Ces bicyclettes, vendues par U.M.B. (Union of Motorcycle and Bicycle factoring) ayant été déclarées d'origine préférentielle Vietnamienne bénéficiaient, de ce fait, d'un régime douanier avantageux d'exemption de droits de la part de la C.E. soucieuse de favoriser le décollage économique de ce pays.
Toutefois, ce système dit de Préférences Généralisées (S.P.G.) ne peut concerner que des exportations de marchandises comportant une part significative d'ouvraison sur place, critère dont la garantie est acquise au vu de la délivrance, par les autorités du pays bénéficiaire, d'un certificat spécial dénommé FORM A.
En l'espèce, la garantie d'origine préférentielle résultait d'un tel certificat émis par la Chambre de Commerce de HO CHI MINH VILLE (VIETNAM).
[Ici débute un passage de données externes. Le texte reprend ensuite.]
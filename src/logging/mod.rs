// Logger setup and the audit trail for confirmed destructive actions

use serde::Serialize;

pub const DEFAULT_FILTER: &str = "tunnelcow_dashboard=info";
pub const AUDIT_TARGET: &str = "tunnelcow_dashboard::audit";

/// Install the env_logger sink. `RUST_LOG` overrides the default filter.
/// Calling this twice is harmless.
pub fn init() {
    let result = env_logger::Builder::from_env(
        env_logger::Env::default().default_filter_or(DEFAULT_FILTER),
    )
    .format_timestamp_millis()
    .try_init();

    if result.is_ok() {
        log::info!(
            "tunnelcow-dashboard v{} starting (RUST_LOG={})",
            env!("CARGO_PKG_VERSION"),
            std::env::var("RUST_LOG").unwrap_or_else(|_| format!("<default: {}>", DEFAULT_FILTER)),
        );
    }
}

/// One confirmed destructive action and how it ended
#[derive(Debug, Serialize)]
pub struct AuditEvent {
    pub action: &'static str,
    pub target: String,
    pub success: bool,
    #[serde(skip_serializing_if = "Option::is_none")]
    pub error: Option<String>,
}

impl AuditEvent {
    pub fn new(action: &'static str, target: impl Into<String>) -> Self {
        Self {
            action,
            target: target.into(),
            success: true,
            error: None,
        }
    }

    pub fn failed(mut self, error: impl ToString) -> Self {
        self.success = false;
        self.error = Some(error.to_string());
        self
    }

    pub fn to_line(&self) -> String {
        serde_json::to_string(self).unwrap_or_else(|_| format!("{:?}", self))
    }
}

/// Write the event as one JSON line under the audit target.
pub fn audit(event: &AuditEvent) {
    if event.success {
        log::info!(target: AUDIT_TARGET, "{}", event.to_line());
    } else {
        log::error!(target: AUDIT_TARGET, "{}", event.to_line());
    }
}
Les services de la DNRED, qui soupçonnaient une irrégularité à propos de l'origine réelle des vélos importés par le prévenu (et par bien d'autres sociétés), faisait déclencher une enquête de l'UCLAF (organisme de la C.E. pour la coordination de la lutte anti fraude) qui remettait un rapport final concluant à l'origine Chinoise des bicyclettes ayant été exportées par le pays en question, entre avril 1992 et avril 1995. SUR LES EXCEPTIONS DE PROCÉDURE
Sur la nullité des citations
M. X... soutient que le recours à deux citations complémentaires pour le mettre en cause viole les dispositions du code de procédure pénale ainsi que celles de l'article 6 de la C.E.D.H. en le privant de la possibilité de connaître la nature exacte des faits qui lui sont reprochés ce qui ferait obstacle à l'exercice de ses droits à se défendre. [**][*
En réplique, la partie poursuivante observe que l'argumentation développée par son adversaire démontre qu'il est parfaitement au courant des infractions, objet des poursuites. *][**]
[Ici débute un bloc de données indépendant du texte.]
use crate::api::types::InspectLogEntry;
use crate::config::DashboardConfig;
use crate::dashboard::bulk::BulkProgress;
use crate::dashboard::confirm::{ConfirmationGate, ConfirmationPrompt, DestructiveAction};
use crate::dashboard::inspector::{InspectorLogStore, LogDetail};
use crate::dashboard::rate::{RateSample, RateSampler};
use crate::dashboard::selection::SelectionModel;
use crate::dashboard::toasts::{NotificationQueue, Toast, ToastKind};
use crate::state::status::{ActiveView, SessionState, Status};
use serde::Serialize;

// Application state owned by the dashboard event loop.
// The methods below are the only way to change it.
pub struct AppState {
    session: SessionState,
    view: ActiveView,
    status: Status,
    traffic: RateSampler,
    toasts: NotificationQueue,
    selection: SelectionModel,
    confirmation: ConfirmationGate<DestructiveAction>,
    bulk: Option<BulkProgress>,
    inspector: InspectorLogStore,
    last_applied_poll: u64,
    body_preview_chars: usize,
}

/// Immutable copy of everything a renderer draws.
#[derive(Debug, Clone, Default, PartialEq, Serialize)]
pub struct DashboardSnapshot {
    pub session: SessionState,
    pub view: ActiveView,
    pub status: Status,
    pub throughput: Vec<RateSample>,
    pub toasts: Vec<Toast>,
    pub selection: Vec<u16>,
    pub confirmation: Option<ConfirmationPrompt>,
    pub bulk: Option<BulkProgress>,
    pub logs: Vec<InspectLogEntry>,
    pub selected_log: Option<LogDetail>,
}

impl AppState {
    pub fn new(config: &DashboardConfig) -> Self {
        Self {
            session: SessionState::Unauthenticated,
            view: ActiveView::Tunnels,
            status: Status::default(),
            traffic: RateSampler::new(config.sample_capacity),
            toasts: NotificationQueue::new(config.toast_timings()),
            selection: SelectionModel::new(),
            confirmation: ConfirmationGate::new(),
            bulk: None,
            inspector: InspectorLogStore::new(),
            last_applied_poll: 0,
            body_preview_chars: config.inspector.body_preview_chars,
        }
    }

    pub fn session(&self) -> SessionState {
        self.session
    }

    pub fn view(&self) -> ActiveView {
        self.view
    }

    pub fn status(&self) -> &Status {
        &self.status
    }

    pub fn toasts(&self) -> &NotificationQueue {
        &self.toasts
    }

    pub fn selection(&self) -> &SelectionModel {
        &self.selection
    }

    pub fn bulk_progress(&self) -> Option<BulkProgress> {
        self.bulk
    }

    pub fn inspector(&self) -> &InspectorLogStore {
        &self.inspector
    }

    // Session

    pub fn authenticate(&mut self) {
        if !self.session.is_authenticated() {
            log::info!("[session] authenticated");
        }
        self.session = SessionState::Authenticated;
    }

    /// A 401 keeps the last snapshot on screen, flagged disconnected.
    pub fn mark_unauthenticated(&mut self) {
        if self.session.is_authenticated() {
            log::warn!("[session] service answered 401, returning to login");
        }
        self.session = SessionState::Unauthenticated;
        self.status = self.status.disconnected();
    }

    /// Explicit logout drops the snapshot entirely.
    pub fn reset_after_logout(&mut self) {
        self.session = SessionState::Unauthenticated;
        self.status = Status::default();
        self.selection.clear();
        self.confirmation.cancel();
    }

    // Status

    pub fn apply_status(&mut self, status: Status, now: i64) {
        self.traffic
            .observe(status.stats.bytes_up, status.stats.bytes_down, now);
        self.selection.retain_known(&status.tunnel_ids());
        self.status = status;
    }

    /// Sequence guard for overlapping polls: only strictly newer polls apply.
    pub fn accept_poll(&mut self, sequence: u64) -> bool {
        if sequence <= self.last_applied_poll {
            return false;
        }
        self.last_applied_poll = sequence;
        true
    }

    pub fn set_view(&mut self, view: ActiveView) {
        self.view = view;
    }

    // Notifications

    pub fn push_toast(&mut self, message: impl Into<String>, kind: ToastKind, now: i64) -> i64 {
        self.toasts.push(message, kind, now)
    }

    pub fn dismiss_toast(&mut self, id: i64, now: i64) -> bool {
        self.toasts.dismiss(id, now)
    }

    pub fn sweep_toasts(&mut self, now: i64) -> bool {
        self.toasts.tick(now)
    }

    // Selection

    pub fn toggle_selection(&mut self, id: u16) -> bool {
        if !self.status.has_tunnel(id) && !self.selection.contains(id) {
            return false;
        }
        self.selection.toggle(id)
    }

    pub fn select_all(&mut self) {
        let known = self.status.tunnel_ids();
        self.selection.select_all(&known);
    }

    pub fn deselect(&mut self, id: u16) -> bool {
        self.selection.remove(id)
    }

    pub fn clear_selection(&mut self) {
        self.selection.clear();
    }

    // Confirmation

    pub fn request_confirmation(
        &mut self,
        title: impl Into<String>,
        message: impl Into<String>,
        action: DestructiveAction,
    ) -> Option<DestructiveAction> {
        let discarded = self.confirmation.request(title, message, action);
        if let Some(previous) = &discarded {
            log::debug!("[confirm] discarded pending {:?}", previous);
        }
        discarded
    }

    pub fn take_confirmation(&mut self) -> Option<DestructiveAction> {
        self.confirmation.confirm()
    }

    pub fn cancel_confirmation(&mut self) -> bool {
        self.confirmation.cancel()
    }

    // Bulk progress

    pub fn begin_bulk(&mut self, total: usize) -> bool {
        if self.bulk.is_some() {
            return false;
        }
        self.bulk = Some(BulkProgress::new(total));
        true
    }

    pub fn advance_bulk(&mut self, processed: usize) {
        if let Some(progress) = self.bulk.as_mut() {
            progress.advance(processed);
        }
    }

    pub fn finish_bulk(&mut self) {
        self.bulk = None;
    }

    // Inspector

    pub fn replace_logs(&mut self, entries: Vec<InspectLogEntry>) {
        self.inspector.replace_oldest_first(entries);
    }

    pub fn select_log(&mut self, id: impl Into<String>) {
        self.inspector.select(id);
    }

    pub fn snapshot(&self) -> DashboardSnapshot {
        DashboardSnapshot {
            session: self.session,
            view: self.view,
            status: self.status.clone(),
            throughput: self.traffic.samples().copied().collect(),
            toasts: self.toasts.toasts().to_vec(),
            selection: self.selection.ids(),
            confirmation: self.confirmation.prompt(),
            bulk: self.bulk,
            logs: self.inspector.entries().to_vec(),
            selected_log: self.inspector.selected_detail(self.body_preview_chars),
        }
    }
}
Considérant que les citations ne se contredisent pas mais se complètent ; considérant que les moyens élaborés de la défense démontrent que M. X... avait parfaitement compris quels étaient les faits en cause ; considérant qu'en pareille hypothèse, la Chambre Criminelle de la Cour de Cassation ne prononce pas la nullité de l'exploit si le prévenu a connaissance de ce qui lui est reproché (24/07/1974 - n 267), cette Cour décide, à l'inverse des premiers juges, que le moyen fondé sur la nullité des actes de poursuite est inopérant.
Sur l'irrecevabilité de l'action des Douanes
Après avoir rappelé que son entreprise avait saisi, pour avis, la C.C.E.D. par courrier du 22 avril 1997, M. X... constate que l'Administration a attendu le 23 mai 1997 pour établir son acte aux fins d'expertise et le 27 octobre 1997 pour l'aviser des moyens de droit et de fait fondant son appréciation du caractère délictueux des faits.
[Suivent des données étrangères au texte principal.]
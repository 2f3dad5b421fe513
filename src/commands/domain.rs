use crate::api::types::CreateDomainRequest;
use crate::api::TunnelApi;
use crate::dashboard::{Dashboard, DashboardResult, DestructiveAction, ToastKind};
use crate::utils::validation::{
    parse_mode, parse_port, parse_rate_limit, require_fields, validate_domain_name, PortField,
    ValidationError,
};

/// Domain mapping form. Basic auth needs both user and password.
#[derive(Debug, Clone, Default, PartialEq, Eq)]
pub struct DomainForm {
    pub domain: String,
    pub target_port: String,
    pub mode: String,
    pub auth_user: Option<String>,
    pub auth_pass: Option<String>,
    pub rate_limit: Option<String>,
    pub smart_shield: bool,
}

impl DomainForm {
    pub fn new(domain: impl Into<String>, target_port: impl Into<String>) -> Self {
        Self {
            domain: domain.into(),
            target_port: target_port.into(),
            ..Self::default()
        }
    }

    pub fn validate(&self) -> Result<CreateDomainRequest, ValidationError> {
        require_fields(&[&self.domain, &self.target_port])?;
        let domain = validate_domain_name(&self.domain)?;
        let public_port = parse_port(PortField::Target, &self.target_port)?;
        let mode = parse_mode(&self.mode)?;
        let rate_limit = parse_rate_limit(self.rate_limit.as_deref())?;

        let auth_user = non_empty(&self.auth_user);
        let auth_pass = non_empty(&self.auth_pass);
        if auth_user.is_some() != auth_pass.is_some() {
            return Err(ValidationError::MissingFields);
        }

        Ok(CreateDomainRequest {
            domain,
            public_port,
            mode,
            auth_user,
            auth_pass,
            rate_limit,
            smart_shield: self.smart_shield,
        })
    }
}

fn non_empty(value: &Option<String>) -> Option<String> {
    value
        .as_deref()
        .map(str::trim)
        .filter(|value| !value.is_empty())
        .map(str::to_string)
}

impl<A: TunnelApi> Dashboard<A> {
    pub async fn add_domain(&self, form: DomainForm) -> DashboardResult<()> {
        let result = self.try_add_domain(form).await;
        self.settle(result, "Failed to map domain").await
    }

    async fn try_add_domain(&self, form: DomainForm) -> DashboardResult<()> {
        let request = form.validate()?;
        log::info!(
            "Command: map {} -> :{} ({})",
            request.domain,
            request.public_port,
            request.mode.label()
        );

        self.api().create_domain(&request).await?;
        self.refresh_status().await;
        self.notify(format!("Mapped {}", request.domain), ToastKind::Success)
            .await;
        Ok(())
    }

    pub async fn request_unmap_domain(&self, domain: String) {
        self.mutate(|state| {
            state.request_confirmation(
                "Unmap Domain?",
                format!(
                    "This will remove the mapping for {}. It will no longer point to your tunnel.",
                    domain
                ),
                DestructiveAction::UnmapDomain(domain),
            )
        })
        .await;
    }

    pub(crate) async fn unmap_domain(&self, domain: &str) -> DashboardResult<()> {
        let result = self.try_unmap_domain(domain).await;
        self.settle(result, "Failed to unmap domain").await
    }

    async fn try_unmap_domain(&self, domain: &str) -> DashboardResult<()> {
        log::info!("Command: unmap {}", domain);

        self.api().delete_domain(domain).await?;
        self.refresh_status().await;
        self.notify(format!("Unmapped {}", domain), ToastKind::Success)
            .await;
        Ok(())
    }
}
Le prévenu soutient que, ce faisant, la partie poursuivante s'est affranchie des exigences de l'article 442 du code des douanes lequel prescrit que, sauf en cas de renoncement à son action, elle avait deux mois, à compter du 23 mai 1997, pour lui notifier ses moyens.
M. X... constate, en outre, que les textes ont été violés également sur un autre point car, en dépit d'un nouveau délai de deux mois ayant commencé à courir le 27 octobre 1997, ce n'est que le 15 octobre 1998 que la C.C.E.D. a pu enfin se saisir du problème posé. ***
En réplique, la partie poursuivante observe que la procédure devant la C.C.E.D. est une procédure de conciliation qui, de surcroît, a un caractère facultatif.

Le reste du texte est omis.